◆ Input for this task
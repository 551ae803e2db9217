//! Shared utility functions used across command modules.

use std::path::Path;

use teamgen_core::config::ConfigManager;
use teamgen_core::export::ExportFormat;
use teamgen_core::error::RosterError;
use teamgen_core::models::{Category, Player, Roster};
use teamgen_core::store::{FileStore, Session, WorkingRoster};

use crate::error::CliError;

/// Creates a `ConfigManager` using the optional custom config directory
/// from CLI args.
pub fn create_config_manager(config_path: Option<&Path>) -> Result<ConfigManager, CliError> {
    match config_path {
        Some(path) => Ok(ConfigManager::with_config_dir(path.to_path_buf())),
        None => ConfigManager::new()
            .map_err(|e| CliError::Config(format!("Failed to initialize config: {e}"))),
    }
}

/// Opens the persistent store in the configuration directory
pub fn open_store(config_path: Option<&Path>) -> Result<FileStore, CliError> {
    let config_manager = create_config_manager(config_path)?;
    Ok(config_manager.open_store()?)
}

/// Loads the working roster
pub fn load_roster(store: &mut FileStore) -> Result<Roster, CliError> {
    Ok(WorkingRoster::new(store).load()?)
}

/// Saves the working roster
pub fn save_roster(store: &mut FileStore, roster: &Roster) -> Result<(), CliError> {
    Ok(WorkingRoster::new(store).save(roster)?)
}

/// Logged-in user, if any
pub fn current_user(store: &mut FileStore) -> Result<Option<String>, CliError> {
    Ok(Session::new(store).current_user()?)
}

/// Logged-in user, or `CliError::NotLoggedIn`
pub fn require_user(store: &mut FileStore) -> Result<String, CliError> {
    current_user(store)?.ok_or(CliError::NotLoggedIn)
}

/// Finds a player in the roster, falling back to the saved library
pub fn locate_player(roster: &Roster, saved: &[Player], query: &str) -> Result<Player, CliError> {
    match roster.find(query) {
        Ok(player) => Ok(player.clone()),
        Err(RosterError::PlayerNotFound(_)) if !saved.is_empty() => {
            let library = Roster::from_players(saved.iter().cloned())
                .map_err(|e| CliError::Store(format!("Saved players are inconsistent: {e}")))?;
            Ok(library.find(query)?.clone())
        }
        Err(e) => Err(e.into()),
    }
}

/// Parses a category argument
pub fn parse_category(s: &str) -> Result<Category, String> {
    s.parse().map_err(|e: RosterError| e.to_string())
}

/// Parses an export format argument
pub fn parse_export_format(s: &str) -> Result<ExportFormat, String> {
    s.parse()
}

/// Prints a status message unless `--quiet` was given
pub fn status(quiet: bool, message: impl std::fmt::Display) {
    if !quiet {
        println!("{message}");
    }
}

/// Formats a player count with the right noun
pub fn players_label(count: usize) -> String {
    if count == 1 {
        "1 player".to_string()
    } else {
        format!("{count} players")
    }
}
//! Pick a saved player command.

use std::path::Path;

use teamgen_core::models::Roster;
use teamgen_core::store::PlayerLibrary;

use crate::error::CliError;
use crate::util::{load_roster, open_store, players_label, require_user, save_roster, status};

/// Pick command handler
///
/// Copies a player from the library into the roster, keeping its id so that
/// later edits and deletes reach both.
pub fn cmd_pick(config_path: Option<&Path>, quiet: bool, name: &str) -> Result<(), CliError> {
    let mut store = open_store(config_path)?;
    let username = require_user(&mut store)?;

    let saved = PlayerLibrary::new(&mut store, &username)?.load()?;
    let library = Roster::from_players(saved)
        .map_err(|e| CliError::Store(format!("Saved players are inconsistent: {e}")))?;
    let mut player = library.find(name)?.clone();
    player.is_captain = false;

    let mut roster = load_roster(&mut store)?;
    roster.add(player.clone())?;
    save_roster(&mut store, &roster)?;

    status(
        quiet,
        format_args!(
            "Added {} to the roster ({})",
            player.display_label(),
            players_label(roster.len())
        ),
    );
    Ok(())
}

◆ The task
The data should be printed again exactly, line for line.

◆ Expected answer
repository 551ae803e2db9217
//! Shared utility functions used across command modules.

use std::path::Path;

use teamgen_core::config::ConfigManager;
use teamgen_core::export::ExportFormat;
use teamgen_core::error::RosterError;
use teamgen_core::models::{Category, Player, Roster};
use teamgen_core::store::{FileStore, Session, WorkingRoster};

use crate::error::CliError;

/// Creates a `ConfigManager` using the optional custom config directory
/// from CLI args.
pub fn create_config_manager(config_path: Option<&Path>) -> Result<ConfigManager, CliError> {
    match config_path {
        Some(path) => Ok(ConfigManager::with_config_dir(path.to_path_buf())),
        None => ConfigManager::new()
            .map_err(|e| CliError::Config(format!("Failed to initialize config: {e}"))),
    }
}

/// Opens the persistent store in the configuration directory
pub fn open_store(config_path: Option<&Path>) -> Result<FileStore, CliError> {
    let config_manager = create_config_manager(config_path)?;
    Ok(config_manager.open_store()?)
}

/// Loads the working roster
pub fn load_roster(store: &mut FileStore) -> Result<Roster, CliError> {
    Ok(WorkingRoster::new(store).load()?)
}

/// Saves the working roster
pub fn save_roster(store: &mut FileStore, roster: &Roster) -> Result<(), CliError> {
    Ok(WorkingRoster::new(store).save(roster)?)
}

/// Logged-in user, if any
pub fn current_user(store: &mut FileStore) -> Result<Option<String>, CliError> {
    Ok(Session::new(store).current_user()?)
}

/// Logged-in user, or `CliError::NotLoggedIn`
pub fn require_user(store: &mut FileStore) -> Result<String, CliError> {
    current_user(store)?.ok_or(CliError::NotLoggedIn)
}

/// Finds a player in the roster, falling back to the saved library
pub fn locate_player(roster: &Roster, saved: &[Player], query: &str) -> Result<Player, CliError> {
    match roster.find(query) {
        Ok(player) => Ok(player.clone()),
        Err(RosterError::PlayerNotFound(_)) if !saved.is_empty() => {
            let library = Roster::from_players(saved.iter().cloned())
                .map_err(|e| CliError::Store(format!("Saved players are inconsistent: {e}")))?;
            Ok(library.find(query)?.clone())
        }
        Err(e) => Err(e.into()),
    }
}

/// Parses a category argument
pub fn parse_category(s: &str) -> Result<Category, String> {
    s.parse().map_err(|e: RosterError| e.to_string())
}

/// Parses an export format argument
pub fn parse_export_format(s: &str) -> Result<ExportFormat, String> {
    s.parse()
}

/// Prints a status message unless `--quiet` was given
pub fn status(quiet: bool, message: impl std::fmt::Display) {
    if !quiet {
        println!("{message}");
    }
}

/// Formats a player count with the right noun
pub fn players_label(count: usize) -> String {
    if count == 1 {
        "1 player".to_string()
    } else {
        format!("{count} players")
    }
}
//! Pick a saved player command.

use std::path::Path;

use teamgen_core::models::Roster;
use teamgen_core::store::PlayerLibrary;

use crate::error::CliError;
use crate::util::{load_roster, open_store, players_label, require_user, save_roster, status};

/// Pick command handler
///
/// Copies a player from the library into the roster, keeping its id so that
/// later edits and deletes reach both.
pub fn cmd_pick(config_path: Option<&Path>, quiet: bool, name: &str) -> Result<(), CliError> {
    let mut store = open_store(config_path)?;
    let username = require_user(&mut store)?;

    let saved = PlayerLibrary::new(&mut store, &username)?.load()?;
    let library = Roster::from_players(saved)
        .map_err(|e| CliError::Store(format!("Saved players are inconsistent: {e}")))?;
    let mut player = library.find(name)?.clone();
    player.is_captain = false;

    let mut roster = load_roster(&mut store)?;
    roster.add(player.clone())?;
    save_roster(&mut store, &roster)?;

    status(
        quiet,
        format_args!(
            "Added {} to the roster ({})",
            player.display_label(),
            players_label(roster.len())
        ),
    );
    Ok(())
}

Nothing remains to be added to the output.